Tzolk’in. Tzolk’in. Tzolk’in. That seems so hard to pronounce, but really isn’t. Just as the game isn’t hard to play, even though it looks very complex with the gears and all. Initially, it’s just another worker placement game with some cogs that move. But the truth is a lot better. The game is not about the doomsday that didn’t happen, but the life of the Mayans that lived by the calendar. And you’ll have the privilige to play along.

In order to win you need to have the most victory points at the end. But to get to the end, you need to feed your workers, please the gods, and time it right. And the calendar is there to help you time your moves and make the best of the situation. So let’s check out the player board.

The game board
The main board really stands out from other boards. Its background has nice graphics with pretty colors, and it’s easy to find what you’re looking for as well as blending together nicely. But what you’ll also see is a large cog in the center of the board, with 5 smallers cogs connected to it. When you spin the middle cog, all the other cogs move along in the opposite direction. On the smallers cogs you’ll find spaces for small worker pieces, and when you spin the cog, the pieces move along with it, moving it from one available action to anoter.

Each player receives 3 workers which are just small cylinders, but they fit nicely into the cog areas. Resources consist of wood, gold and stone, which are just small cubes. The gold and stone might be a bit hard to separate because of similar colors, but that’s not really a problem throughout the game. Food tokens are nice, and are all placed on the big cog in the center, making it available for everyone. But the real neat part is the crystal skull. Transluscent and blue plastic crystal skulls.

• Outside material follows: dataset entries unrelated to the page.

//! Node and operator descriptors stored in the graph arena.

use serde::{Deserialize, Serialize};

use crate::tensor::{DType, MapState, Shape, TensorData};

/// Generation-checked identifier of an expression node. A stale id (the
/// slot was reused after the node died) is detected on lookup and reported
/// as a defined error, never a dangling access.
#[derive(Debug, Clone, Copy, PartialEq, Eq, Hash)]
pub struct ExprId {
    pub(crate) index: u32,
    pub(crate) generation: u32,
}

/// Generation-checked identifier of a variable slot (the level of
/// indirection shared by every handle that denotes the same value).
#[derive(Debug, Clone, Copy, PartialEq, Eq, Hash)]
pub struct SlotId {
    pub(crate) index: u32,
    pub(crate) generation: u32,
}

/// Denotes one output of one expression node.
#[derive(Debug, Clone, Copy, PartialEq, Eq, Hash)]
pub struct VarTarget {
    pub(crate) node: ExprId,
    pub(crate) output: usize,
}

/// Elementwise unary operators.
#[derive(Debug, Clone, Copy, PartialEq, Eq, Hash, Serialize, Deserialize)]
pub enum UnaryOp {
    Neg,
    Abs,
    Sqrt,
    Rsqrt,
    Exp,
    Log,
    Tanh,
    Sigmoid,
    Relu,
    Square,
}

/// Elementwise binary operators.
#[derive(Debug, Clone, Copy, PartialEq, Eq, Hash, Serialize, Deserialize)]
pub enum BinaryOp {
    Add,
    Sub,
    Mul,
    Div,
    Maximum,
    Minimum,
}

/// Reduction families.
#[derive(Debug, Clone, Copy, PartialEq, Eq, Hash, Serialize, Deserialize)]
pub enum ReduceOp {
    Sum,
    Mean,
    Max,
    Min,
}

/// Logical dimension layout attached to variables.
#[derive(Debug, Clone, Copy, PartialEq, Eq, Default, Serialize, Deserialize)]
pub enum LayoutOrder {
    #[default]
    Nchw,
    Nhwc,
}

impl LayoutOrder {
    pub fn tag(self) -> i32 {
        match self {
            LayoutOrder::Nchw => 0,
            LayoutOrder::Nhwc => 1,
        }
    }

    pub fn from_tag(tag: i32) -> Option<Self> {
        match tag {
            0 => Some(LayoutOrder::Nchw),
            1 => Some(LayoutOrder::Nhwc),
            _ => None,
        }
    }
}

/// Declarative operation descriptor: kind plus parameter payload. Every
/// operator constructor funnels into this one representation, and one
/// generic node-construction path consumes it.
#[derive(Debug, Clone, PartialEq, Serialize, Deserialize)]
pub enum OpKind {
    /// Host-writable placeholder with a declared dtype and, once known, a
    /// declared shape.
    Input {
        dtype: DType,
        shape: Option<Shape>,
    },
    /// Baked value; the payload lives on the node.
    Constant,
    Unary(UnaryOp),
    Binary(BinaryOp),
    Reduce {
        op: ReduceOp,
        axes: Vec<usize>,
        keep_dims: bool,
    },
    MatMul {
        transpose_a: bool,
        transpose_b: bool,
    },
    Reshape {
        /// `-1` infers one dimension from the element count.
        dims: Vec<i64>,
    },
    Transpose {
        perm: Vec<usize>,
    },
    BroadcastTo {
        dims: Vec<usize>,
    },
    Concat {
        axis: usize,
    },
    Slice {
        starts: Vec<usize>,
        sizes: Vec<usize>,
    },
    Cast {
        dtype: DType,
    },
}

impl OpKind {
    /// True for the leaf kinds that carry a host payload on the node.
    pub fn is_leaf(&self) -> bool {
        matches!(self, OpKind::Input { .. } | OpKind::Constant)
    }

    /// Short operator name for diagnostics.
    pub fn op_name(&self) -> &'static str {
        match self {
            OpKind::Input { .. } => "input",
            OpKind::Constant => "constant",
            OpKind::Unary(_) => "unary",
            OpKind::Binary(_) => "binary",
            OpKind::Reduce { .. } => "reduce",
            OpKind::MatMul { .. } => "matmul",
            OpKind::Reshape { .. } => "reshape",
            OpKind::Transpose { .. } => "transpose",
            OpKind::BroadcastTo { .. } => "broadcast_to",
            OpKind::Concat { .. } => "concat",
            OpKind::Slice { .. } => "slice",
            OpKind::Cast { .. } => "cast",
        }
    }
}

/// Shape/dtype/layout metadata of one variable, lazily computed.
#[derive(Debug, Clone, PartialEq, Serialize, Deserialize)]
pub struct VarInfo {
    pub shape: Shape,
    pub dtype: DType,
    pub order: LayoutOrder,
}

impl VarInfo {
    pub fn size(&self) -> usize {
        self.shape.num_elements()
    }

    pub fn byte_len(&self) -> usize {
        self.size() * self.dtype.size_in_bytes()
    }
}

/// Host payload carried by `Input`/`Constant` nodes, with the same
/// map-state discipline as tensor buffers.
#[derive(Debug)]
pub(crate) struct HostPayload {
    pub dtype: DType,
    pub shape: Shape,
    pub bytes: Vec<u8>,
    pub map_state: MapState,
}

impl HostPayload {
    pub fn from_data(value: &TensorData) -> Self {
        HostPayload {
            dtype: value.dtype(),
            shape: value.shape().clone(),
            bytes: value.bytes().to_vec(),
            map_state: MapState::Unmapped,
        }
    }

    pub fn zeroed(dtype: DType, shape: Shape) -> Self {
        let len = shape.num_elements() * dtype.size_in_bytes();
        HostPayload {
            dtype,
            shape,
            bytes: vec![0u8; len],
            map_state: MapState::Unmapped,
        }
    }

    pub fn snapshot(&self) -> TensorData {
        TensorData::new(
            self.dtype,
            self.shape.clone(),
            std::sync::Arc::from(self.bytes.clone().into_boxed_slice()),
        )
        .expect("payload length always matches its shape")
    }
}

/// Arena-resident expression node.
///
/// Inputs are slot ids (strong: each edge holds a slot reference, which in
/// turn keeps the producing node alive). Consumer back-references live on
/// the slots and never extend a lifetime.
pub(crate) struct ExprNode {
    pub kind: OpKind,
    pub inputs: Vec<SlotId>,
    pub output_count: usize,
    pub name: Option<String>,
    pub output_names: Vec<Option<String>>,
    pub layout: LayoutOrder,
    /// Present for `Input`/`Constant` nodes only.
    pub payload: Option<HostPayload>,
    /// Lazily inferred metadata, one entry per output.
    pub info: Vec<Option<VarInfo>>,
    /// Memoized computed values, one entry per output.
    pub values: Vec<Option<TensorData>>,
    /// Live slots currently targeting this node.
    pub out_slots: Vec<SlotId>,
    /// Live `Expression` handles.
    pub handle_refs: usize,
    /// Live slots counted toward node liveness.
    pub slot_refs: usize,
}

impl ExprNode {
    pub fn new(kind: OpKind, inputs: Vec<SlotId>, output_count: usize) -> Self {
        ExprNode {
            kind,
            inputs,
            output_count,
            name: None,
            output_names: vec![None; output_count],
            layout: LayoutOrder::default(),
            payload: None,
            info: vec![None; output_count],
            values: vec![None; output_count],
            out_slots: Vec::new(),
            handle_refs: 0,
            slot_refs: 0,
        }
    }

    pub fn is_alive_after_release(&self) -> bool {
        self.handle_refs > 0 || self.slot_refs > 0
    }
}

/// Variable slot: the shared indirection between handles and the node they
/// currently denote. `replace` retargets the slot, which is what lets every
/// existing handle observe the new producer.
pub(crate) struct VarSlot {
    pub target: VarTarget,
    /// Handle references plus one reference per consumer edge.
    pub refs: usize,
    /// Expressions that consume this slot as an input (weak back-edges).
    pub consumers: Vec<ExprId>,
}
//! Module entry points.

use std::os::raw::{c_char, c_void};

use skein::module::{Module, ModuleConfig};
use skein::tensor::TensorData;
use skein::EngineResult;

use crate::array::SkeinVecVar;
use crate::error::SkeinCode;
use crate::executor::{schedule_from_c, SkeinScheduleConfig};
use crate::expr::SkeinVariable;
use crate::handle::{
    box_handle, destroy_handle, dup_cstring, export_string_array, fire_callback, guard, guard_ptr,
    SkeinCallback,
};

/// Module load-time configuration crossing the boundary.
#[repr(C)]
pub struct SkeinModuleConfig {
    pub dynamic: bool,
    pub shape_mutable: bool,
    pub rearrange: bool,
    pub backend: *const SkeinScheduleConfig,
}

/// Boundary wrapper over a module.
pub struct SkeinModule {
    inner: Module,
}

fn config_from_c(config: *const SkeinModuleConfig) -> Result<ModuleConfig, SkeinCode> {
    let Some(config) = (unsafe { config.as_ref() }) else {
        return Ok(ModuleConfig::default());
    };
    let backend = if config.backend.is_null() {
        None
    } else {
        Some(schedule_from_c(config.backend)?)
    };
    Ok(ModuleConfig {
        dynamic: config.dynamic,
        shape_mutable: config.shape_mutable,
        rearrange: config.rearrange,
        backend,
    })
}

fn names_from_c(names: *const *const c_char, count: usize) -> Result<Vec<String>, SkeinCode> {
    if names.is_null() && count > 0 {
        return Err(SkeinCode::InvalidPtr);
    }
    let slice = if count == 0 {
        &[][..]
    } else {
        unsafe { std::slice::from_raw_parts(names, count) }
    };
    slice
        .iter()
        .map(|ptr| {
            if ptr.is_null() {
                return Err(SkeinCode::InvalidPtr);
            }
            unsafe { std::ffi::CStr::from_ptr(*ptr) }
                .to_str()
                .map(|s| s.to_string())
                .map_err(|_| SkeinCode::InvalidArg)
        })
        .collect()
}

/// Loads a module from serialized graph bytes restricted to the declared
/// input/output names. Returns null on failure.
///
/// # Safety
/// `data` must point to `length` readable bytes; the name arrays must
/// hold `input_count`/`output_count` readable C strings; `config` must be
/// null or readable.
#[no_mangle]
pub unsafe extern "C" fn skein_module_load_from_buffer(
    data: *const u8,
    length: usize,
    inputs: *const *const c_char,
    input_count: usize,
    outputs: *const *const c_char,
    output_count: usize,
    config: *const SkeinModuleConfig,
) -> *mut SkeinModule {
    guard_ptr(|| {
        if data.is_null() {
            return None;
        }
        let bytes = unsafe { std::slice::from_raw_parts(data, length) };
        let inputs = names_from_c(inputs, input_count).ok()?;
        let outputs = names_from_c(outputs, output_count).ok()?;
        let config = config_from_c(config).ok()?;
        let module = Module::load(bytes, &inputs, &outputs, config).ok()?;
        Some(box_handle(SkeinModule { inner: module }))
    })
}

/// Loads a module from a serialized graph file.
///
/// # Safety
/// As for `skein_module_load_from_buffer`; `path` must be a readable C
/// string.
#[no_mangle]
pub unsafe extern "C" fn skein_module_load_from_file(
    path: *const c_char,
    inputs: *const *const c_char,
    input_count: usize,
    outputs: *const *const c_char,
    output_count: usize,
    config: *const SkeinModuleConfig,
) -> *mut SkeinModule {
    guard_ptr(|| {
        if path.is_null() {
            return None;
        }
        let path = unsafe { std::ffi::CStr::from_ptr(path) }.to_str().ok()?;
        let inputs = names_from_c(inputs, input_count).ok()?;
        let outputs = names_from_c(outputs, output_count).ok()?;
        let config = config_from_c(config).ok()?;
        let module = Module::load_file(path, &inputs, &outputs, config).ok()?;
        Some(box_handle(SkeinModule { inner: module }))
    })
}

/// Builds a module from live variables, cutting the graph at `inputs`.
///
/// # Safety
/// Both arrays must be live handles.
#[no_mangle]
pub unsafe extern "C" fn skein_module_extract(
    inputs: *const SkeinVecVar,
    outputs: *const SkeinVecVar,
    for_train: bool,
) -> *mut SkeinModule {
    guard_ptr(|| {
        let inputs = unsafe { inputs.as_ref() }?;
        let outputs = unsafe { outputs.as_ref() }?;
        let module = Module::extract(&inputs.inner, &outputs.inner, for_train).ok()?;
        Some(box_handle(SkeinModule { inner: module }))
    })
}

/// Duplicates the module; with `share_params` the parameter storage is
/// aliased, so writes through one clone are visible through the other.
///
/// # Safety
/// `self_` must be null or a live handle.
#[no_mangle]
pub unsafe extern "C" fn skein_module_clone(
    self_: *const SkeinModule,
    share_params: bool,
) -> *mut SkeinModule {
    guard_ptr(|| {
        let module = unsafe { self_.as_ref() }?;
        let clone = module.inner.clone_module(share_params).ok()?;
        Some(box_handle(SkeinModule { inner: clone }))
    })
}

/// Destroys a module handle. Null is a no-op.
///
/// # Safety
/// `self_` must be null or a live handle, destroyed at most once.
#[no_mangle]
pub unsafe extern "C" fn skein_module_destroy(self_: *mut SkeinModule) {
    unsafe { destroy_handle(self_) };
}

/// Runs the module over one input, writing an owned output variable into
/// `out`. Input-count mismatches are invalid arguments, never crashes.
///
/// # Safety
/// `self_`/`input` must be live; `out` must be writable;
/// `callback`/`user` follow the callback contract.
#[no_mangle]
pub unsafe extern "C" fn skein_module_forward(
    self_: *const SkeinModule,
    input: *const SkeinVariable,
    out: *mut *mut SkeinVariable,
    callback: SkeinCallback,
    user: *mut c_void,
) -> SkeinCode {
    guard(|| {
        let result = (|| -> Result<EngineResult<()>, SkeinCode> {
            let (Some(module), Some(input)) =
                (unsafe { self_.as_ref() }, unsafe { input.as_ref() })
            else {
                return Err(SkeinCode::InvalidPtr);
            };
            if out.is_null() {
                return Err(SkeinCode::InvalidPtr);
            }
            Ok(match module.inner.forward(input.var()) {
                Ok(output) => {
                    unsafe { *out = box_handle(SkeinVariable::new(output)) };
                    Ok(())
                }
                Err(err) => Err(err),
            })
        })();
        fire_callback(callback, user);
        match result {
            Ok(engine_result) => SkeinCode::from_result(engine_result),
            Err(code) => code,
        }
    })
}

/// Runs the module over a list of inputs, writing an owned variable array
/// into `out`.
///
/// # Safety
/// `self_`/`inputs` must be live; `out` must be writable;
/// `callback`/`user` follow the callback contract.
#[no_mangle]
pub unsafe extern "C" fn skein_module_on_forward(
    self_: *const SkeinModule,
    inputs: *const SkeinVecVar,
    out: *mut *mut SkeinVecVar,
    callback: SkeinCallback,
    user: *mut c_void,
) -> SkeinCode {
    guard(|| {
        let result = (|| -> Result<EngineResult<()>, SkeinCode> {
            let (Some(module), Some(inputs)) =
                (unsafe { self_.as_ref() }, unsafe { inputs.as_ref() })
            else {
                return Err(SkeinCode::InvalidPtr);
            };
            if out.is_null() {
                return Err(SkeinCode::InvalidPtr);
            }
            Ok(match module.inner.on_forward(&inputs.inner) {
                Ok(outputs) => {
                    unsafe { *out = box_handle(SkeinVecVar::from_vars(outputs)) };
                    Ok(())
                }
                Err(err) => Err(err),
            })
        })();
        fire_callback(callback, user);
        match result {
            Ok(engine_result) => SkeinCode::from_result(engine_result),
            Err(code) => code,
        }
    })
}

/// Owned array of the module's parameter variables (shared storage).
///
/// # Safety
/// `self_` must be null or a live handle.
#[no_mangle]
pub unsafe extern "C" fn skein_module_parameters(self_: *const SkeinModule) -> *mut SkeinVecVar {
    guard_ptr(|| {
        let module = unsafe { self_.as_ref() }?;
        Some(box_handle(SkeinVecVar::from_vars(module.inner.parameters())))
    })
}

/// Registers an extra parameter, returning its index (-1 on failure).
///
/// # Safety
/// Both handles must be live; `self_` must not be used concurrently.
#[no_mangle]
pub unsafe extern "C" fn skein_module_add_parameter(
    self_: *mut SkeinModule,
    parameter: *const SkeinVariable,
) -> i32 {
    crate::ensure_runtime();
    let (Some(module), Some(parameter)) =
        (unsafe { self_.as_mut() }, unsafe { parameter.as_ref() })
    else {
        return -1;
    };
    module.inner.add_parameter(parameter.var()) as i32
}

/// Swaps the parameter handle at `index`.
///
/// # Safety
/// Both handles must be live; `self_` must not be used concurrently.
#[no_mangle]
pub unsafe extern "C" fn skein_module_set_parameter(
    self_: *mut SkeinModule,
    parameter: *const SkeinVariable,
    index: i32,
) -> SkeinCode {
    guard(|| {
        let (Some(module), Some(parameter)) =
            (unsafe { self_.as_mut() }, unsafe { parameter.as_ref() })
        else {
            return SkeinCode::InvalidPtr;
        };
        let Ok(index) = usize::try_from(index) else {
            return SkeinCode::InvalidArg;
        };
        SkeinCode::from_result(module.inner.set_parameter(parameter.var(), index))
    })
}

/// Bulk-loads parameter values from variables (each is forced and
/// snapshotted). Count mismatches leave the module untouched.
///
/// # Safety
/// Both handles must be live.
#[no_mangle]
pub unsafe extern "C" fn skein_module_load_parameters(
    self_: *const SkeinModule,
    parameters: *const SkeinVecVar,
) -> SkeinCode {
    guard(|| {
        let (Some(module), Some(parameters)) =
            (unsafe { self_.as_ref() }, unsafe { parameters.as_ref() })
        else {
            return SkeinCode::InvalidPtr;
        };
        let values: Result<Vec<TensorData>, _> =
            parameters.inner.iter().map(|var| var.read()).collect();
        match values {
            Ok(values) => SkeinCode::from_result(module.inner.load_parameters(&values)),
            Err(err) => SkeinCode::from(&err),
        }
    })
}

/// Module name as an owned string, or null when unnamed.
///
/// # Safety
/// `self_` must be null or a live handle.
#[no_mangle]
pub unsafe extern "C" fn skein_module_get_name(self_: *const SkeinModule) -> *mut c_char {
    guard_ptr(|| {
        let module = unsafe { self_.as_ref() }?;
        Some(dup_cstring(module.inner.name()?))
    })
}

/// Sets the module name.
///
/// # Safety
/// `self_` must be live and not used concurrently; `name` must be a
/// readable C string.
#[no_mangle]
pub unsafe extern "C" fn skein_module_set_name(
    self_: *mut SkeinModule,
    name: *const c_char,
) -> SkeinCode {
    guard(|| {
        let Some(module) = (unsafe { self_.as_mut() }) else {
            return SkeinCode::InvalidPtr;
        };
        if name.is_null() {
            return SkeinCode::InvalidPtr;
        }
        let Ok(name) = unsafe { std::ffi::CStr::from_ptr(name) }.to_str() else {
            return SkeinCode::InvalidArg;
        };
        module.inner.set_name(name);
        SkeinCode::Ok
    })
}

/// Reads the training flag.
///
/// # Safety
/// `self_` must be null or a live handle.
#[no_mangle]
pub unsafe extern "C" fn skein_module_get_is_training(self_: *const SkeinModule) -> bool {
    unsafe { self_.as_ref() }
        .map(|m| m.inner.is_training())
        .unwrap_or(false)
}

/// Sets the training flag.
///
/// # Safety
/// `self_` must be live and not used concurrently.
#[no_mangle]
pub unsafe extern "C" fn skein_module_set_is_training(
    self_: *mut SkeinModule,
    training: bool,
) -> SkeinCode {
    guard(|| {
        let Some(module) = (unsafe { self_.as_mut() }) else {
            return SkeinCode::InvalidPtr;
        };
        module.inner.set_is_training(training);
        SkeinCode::Ok
    })
}

/// Drops memoized intermediate values so later forwards recompute from
/// current parameter contents.
///
/// # Safety
/// `self_` must be null or a live handle.
#[no_mangle]
pub unsafe extern "C" fn skein_module_clear_cache(self_: *const SkeinModule) -> SkeinCode {
    guard(|| {
        let Some(module) = (unsafe { self_.as_ref() }) else {
            return SkeinCode::InvalidPtr;
        };
        module.inner.clear_cache();
        SkeinCode::Ok
    })
}

/// Declared input names as a caller-owned string array (free with
/// `skein_string_array_free`).
///
/// # Safety
/// `self_` must be live; `out_names`/`out_count` must be writable.
#[no_mangle]
pub unsafe extern "C" fn skein_module_input_names(
    self_: *const SkeinModule,
    out_names: *mut *mut *mut c_char,
    out_count: *mut usize,
) -> SkeinCode {
    guard(|| {
        let Some(module) = (unsafe { self_.as_ref() }) else {
            return SkeinCode::InvalidPtr;
        };
        if out_names.is_null() || out_count.is_null() {
            return SkeinCode::InvalidPtr;
        }
        let info = module.inner.info();
        let (names, count) = export_string_array(&info.input_names);
        unsafe {
            *out_names = names;
            *out_count = count;
        }
        SkeinCode::Ok
    })
}

/// Declared output names as a caller-owned string array (free with
/// `skein_string_array_free`).
///
/// # Safety
/// `self_` must be live; `out_names`/`out_count` must be writable.
#[no_mangle]
pub unsafe extern "C" fn skein_module_output_names(
    self_: *const SkeinModule,
    out_names: *mut *mut *mut c_char,
    out_count: *mut usize,
) -> SkeinCode {
    guard(|| {
        let Some(module) = (unsafe { self_.as_ref() }) else {
            return SkeinCode::InvalidPtr;
        };
        if out_names.is_null() || out_count.is_null() {
            return SkeinCode::InvalidPtr;
        }
        let info = module.inner.info();
        let (names, count) = export_string_array(&info.output_names);
        unsafe {
            *out_names = names;
            *out_count = count;
        }
        SkeinCode::Ok
    })
}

Gameplay: Not just a gimmick
On your turn you must do only one of two things: place workers, or retrieve workers. When you place a worker you must pay the cost in food. The more workers you place on the same turn, the more expensive it is. You must also place each worker on the cheapest available spot on the cog you wish to use. When you retrieve workers, you perform the action it was placed on. You may place or retrieve as many workers as you want or can afford, but you cannot do both.

When the cogs turn, the workers will move along to the next available spot – which usually is a more profitable action. This means that the longer you wait to retrieve a particular worker, the better its action will be later in the game. There are 5 cogs to place you workers on, each providing their own special actions. I won’t go into detail, because there’s a lot of them. One area is all about food and wood, while another focuses on stone, gold and crystal skulls. A third allows for technological advances and buildings, and the fourth provides more workers and favor with the gods. The fifth cog is all about favoring the gods and placing crystal skulls in a holy circle.

Once all players have done one action, the cog turns. The start player gets a special action once in the game: turning the cog two steps instead of one. This can really have a deep impact on the game, and might finish the game sooner than you’d like.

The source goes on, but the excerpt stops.